[Goal of the exercise] A single figure is the whole answer: the number of lines in the records that contain "driver".

◆ ◆ ◆ ◆ ◆

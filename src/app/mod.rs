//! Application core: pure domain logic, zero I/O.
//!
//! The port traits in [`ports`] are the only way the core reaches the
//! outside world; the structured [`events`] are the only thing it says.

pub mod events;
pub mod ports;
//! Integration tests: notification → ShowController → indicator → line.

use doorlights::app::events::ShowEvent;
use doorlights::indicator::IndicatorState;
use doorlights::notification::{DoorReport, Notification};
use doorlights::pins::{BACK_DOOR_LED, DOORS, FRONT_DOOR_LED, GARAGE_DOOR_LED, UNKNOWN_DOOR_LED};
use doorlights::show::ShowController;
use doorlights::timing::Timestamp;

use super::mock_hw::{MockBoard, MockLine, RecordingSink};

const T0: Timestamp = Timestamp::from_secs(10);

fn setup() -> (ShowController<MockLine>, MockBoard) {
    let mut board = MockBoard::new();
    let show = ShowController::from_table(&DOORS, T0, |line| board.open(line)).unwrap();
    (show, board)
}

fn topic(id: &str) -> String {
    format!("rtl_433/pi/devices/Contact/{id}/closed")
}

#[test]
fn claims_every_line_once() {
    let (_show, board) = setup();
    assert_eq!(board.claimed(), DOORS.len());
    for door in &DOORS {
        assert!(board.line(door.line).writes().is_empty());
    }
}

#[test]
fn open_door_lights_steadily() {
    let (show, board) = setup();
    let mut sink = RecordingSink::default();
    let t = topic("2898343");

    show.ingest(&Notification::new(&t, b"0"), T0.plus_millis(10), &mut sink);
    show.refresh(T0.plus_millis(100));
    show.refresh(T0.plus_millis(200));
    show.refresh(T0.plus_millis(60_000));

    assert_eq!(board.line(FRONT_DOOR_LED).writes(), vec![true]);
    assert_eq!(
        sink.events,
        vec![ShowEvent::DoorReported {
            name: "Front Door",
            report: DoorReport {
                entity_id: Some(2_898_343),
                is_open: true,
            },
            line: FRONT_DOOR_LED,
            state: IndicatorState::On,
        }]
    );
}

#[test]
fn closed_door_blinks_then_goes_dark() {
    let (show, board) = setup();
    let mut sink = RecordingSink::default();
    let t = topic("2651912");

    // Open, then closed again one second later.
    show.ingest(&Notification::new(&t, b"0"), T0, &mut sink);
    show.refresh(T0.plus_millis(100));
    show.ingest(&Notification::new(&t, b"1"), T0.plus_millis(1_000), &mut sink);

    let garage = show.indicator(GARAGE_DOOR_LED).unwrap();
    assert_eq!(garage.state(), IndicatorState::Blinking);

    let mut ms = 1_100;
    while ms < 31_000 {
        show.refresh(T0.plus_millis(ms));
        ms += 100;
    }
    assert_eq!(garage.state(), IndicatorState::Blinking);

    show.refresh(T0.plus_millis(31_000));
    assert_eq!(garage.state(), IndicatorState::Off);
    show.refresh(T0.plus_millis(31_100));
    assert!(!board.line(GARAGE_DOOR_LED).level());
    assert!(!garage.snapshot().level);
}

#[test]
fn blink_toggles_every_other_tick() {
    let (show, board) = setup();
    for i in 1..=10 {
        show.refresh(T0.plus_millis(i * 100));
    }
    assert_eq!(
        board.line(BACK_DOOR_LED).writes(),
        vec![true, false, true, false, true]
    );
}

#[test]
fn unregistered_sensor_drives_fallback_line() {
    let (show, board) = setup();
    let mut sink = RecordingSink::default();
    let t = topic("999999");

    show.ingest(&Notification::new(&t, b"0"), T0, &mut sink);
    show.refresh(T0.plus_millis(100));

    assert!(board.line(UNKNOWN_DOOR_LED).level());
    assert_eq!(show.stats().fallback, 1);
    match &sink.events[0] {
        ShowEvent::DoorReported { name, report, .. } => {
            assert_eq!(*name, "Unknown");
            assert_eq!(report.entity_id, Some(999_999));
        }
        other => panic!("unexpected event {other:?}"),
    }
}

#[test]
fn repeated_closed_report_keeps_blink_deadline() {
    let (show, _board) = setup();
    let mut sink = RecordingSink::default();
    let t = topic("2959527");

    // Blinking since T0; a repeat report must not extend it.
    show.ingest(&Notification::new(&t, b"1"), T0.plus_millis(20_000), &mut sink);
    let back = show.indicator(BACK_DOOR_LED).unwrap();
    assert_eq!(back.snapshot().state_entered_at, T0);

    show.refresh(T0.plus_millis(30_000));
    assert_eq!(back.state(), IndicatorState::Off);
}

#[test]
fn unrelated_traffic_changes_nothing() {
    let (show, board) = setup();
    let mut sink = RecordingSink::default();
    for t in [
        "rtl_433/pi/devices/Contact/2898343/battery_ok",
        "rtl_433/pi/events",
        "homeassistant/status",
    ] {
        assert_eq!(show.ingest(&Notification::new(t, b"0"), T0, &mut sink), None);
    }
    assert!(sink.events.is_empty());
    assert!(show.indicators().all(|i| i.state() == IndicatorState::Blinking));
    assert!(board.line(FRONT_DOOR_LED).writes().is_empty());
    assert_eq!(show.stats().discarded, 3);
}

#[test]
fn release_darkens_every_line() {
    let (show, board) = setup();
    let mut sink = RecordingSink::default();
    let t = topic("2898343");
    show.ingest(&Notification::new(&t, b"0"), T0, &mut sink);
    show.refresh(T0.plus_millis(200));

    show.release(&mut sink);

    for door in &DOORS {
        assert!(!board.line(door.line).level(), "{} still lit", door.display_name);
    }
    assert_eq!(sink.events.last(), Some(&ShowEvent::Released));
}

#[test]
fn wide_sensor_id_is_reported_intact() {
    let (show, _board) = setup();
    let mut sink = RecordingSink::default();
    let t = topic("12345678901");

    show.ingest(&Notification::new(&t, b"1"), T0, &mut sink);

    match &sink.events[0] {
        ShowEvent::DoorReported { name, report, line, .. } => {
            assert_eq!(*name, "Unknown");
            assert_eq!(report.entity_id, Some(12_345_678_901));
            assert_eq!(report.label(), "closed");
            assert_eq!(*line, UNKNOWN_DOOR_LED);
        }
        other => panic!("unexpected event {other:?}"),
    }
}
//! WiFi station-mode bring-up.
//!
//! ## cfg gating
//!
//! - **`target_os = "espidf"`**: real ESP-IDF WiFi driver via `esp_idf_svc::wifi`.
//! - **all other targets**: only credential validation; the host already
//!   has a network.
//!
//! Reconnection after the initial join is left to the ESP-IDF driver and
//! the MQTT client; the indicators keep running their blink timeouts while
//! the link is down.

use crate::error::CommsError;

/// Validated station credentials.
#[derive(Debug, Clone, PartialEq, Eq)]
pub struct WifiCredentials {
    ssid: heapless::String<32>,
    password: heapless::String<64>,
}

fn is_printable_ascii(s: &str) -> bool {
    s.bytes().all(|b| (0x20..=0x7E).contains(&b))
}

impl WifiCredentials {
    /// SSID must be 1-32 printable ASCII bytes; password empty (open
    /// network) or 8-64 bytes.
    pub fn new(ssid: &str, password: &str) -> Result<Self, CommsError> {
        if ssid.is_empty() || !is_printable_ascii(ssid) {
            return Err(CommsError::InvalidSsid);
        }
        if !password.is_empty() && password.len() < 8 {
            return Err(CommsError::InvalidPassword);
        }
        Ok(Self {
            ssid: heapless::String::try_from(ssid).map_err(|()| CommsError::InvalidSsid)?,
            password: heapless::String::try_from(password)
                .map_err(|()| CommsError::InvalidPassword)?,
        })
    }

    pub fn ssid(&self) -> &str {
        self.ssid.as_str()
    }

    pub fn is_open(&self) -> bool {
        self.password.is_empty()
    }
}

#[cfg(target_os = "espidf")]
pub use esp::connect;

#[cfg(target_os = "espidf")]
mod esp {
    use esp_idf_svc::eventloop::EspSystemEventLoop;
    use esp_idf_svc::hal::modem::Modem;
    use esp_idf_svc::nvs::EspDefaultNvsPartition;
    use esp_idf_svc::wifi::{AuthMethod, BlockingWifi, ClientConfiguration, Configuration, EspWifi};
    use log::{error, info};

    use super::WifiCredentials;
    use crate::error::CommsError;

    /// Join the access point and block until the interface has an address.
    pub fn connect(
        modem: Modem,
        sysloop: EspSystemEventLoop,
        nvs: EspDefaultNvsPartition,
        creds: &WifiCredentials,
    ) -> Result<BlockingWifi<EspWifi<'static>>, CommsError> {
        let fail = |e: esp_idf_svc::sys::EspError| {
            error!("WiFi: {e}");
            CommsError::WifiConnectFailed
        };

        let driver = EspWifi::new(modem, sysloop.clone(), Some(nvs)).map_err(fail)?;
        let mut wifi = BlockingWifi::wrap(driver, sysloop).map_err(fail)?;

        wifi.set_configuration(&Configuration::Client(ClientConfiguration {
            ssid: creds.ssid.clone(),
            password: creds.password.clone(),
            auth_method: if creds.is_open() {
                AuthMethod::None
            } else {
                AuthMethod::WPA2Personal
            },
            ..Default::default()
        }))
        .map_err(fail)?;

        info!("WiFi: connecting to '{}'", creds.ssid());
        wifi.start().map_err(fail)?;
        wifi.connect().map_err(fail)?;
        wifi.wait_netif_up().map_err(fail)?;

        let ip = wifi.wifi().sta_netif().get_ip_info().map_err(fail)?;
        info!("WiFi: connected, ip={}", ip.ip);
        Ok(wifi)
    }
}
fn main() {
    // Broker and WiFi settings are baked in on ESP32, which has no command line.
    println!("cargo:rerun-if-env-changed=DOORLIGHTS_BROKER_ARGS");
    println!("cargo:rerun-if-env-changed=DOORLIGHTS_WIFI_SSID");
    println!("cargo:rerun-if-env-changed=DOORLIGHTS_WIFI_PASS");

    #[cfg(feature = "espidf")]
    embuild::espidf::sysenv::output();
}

◆ ◆ ◆ ◆ ◆

[Response to this task] 4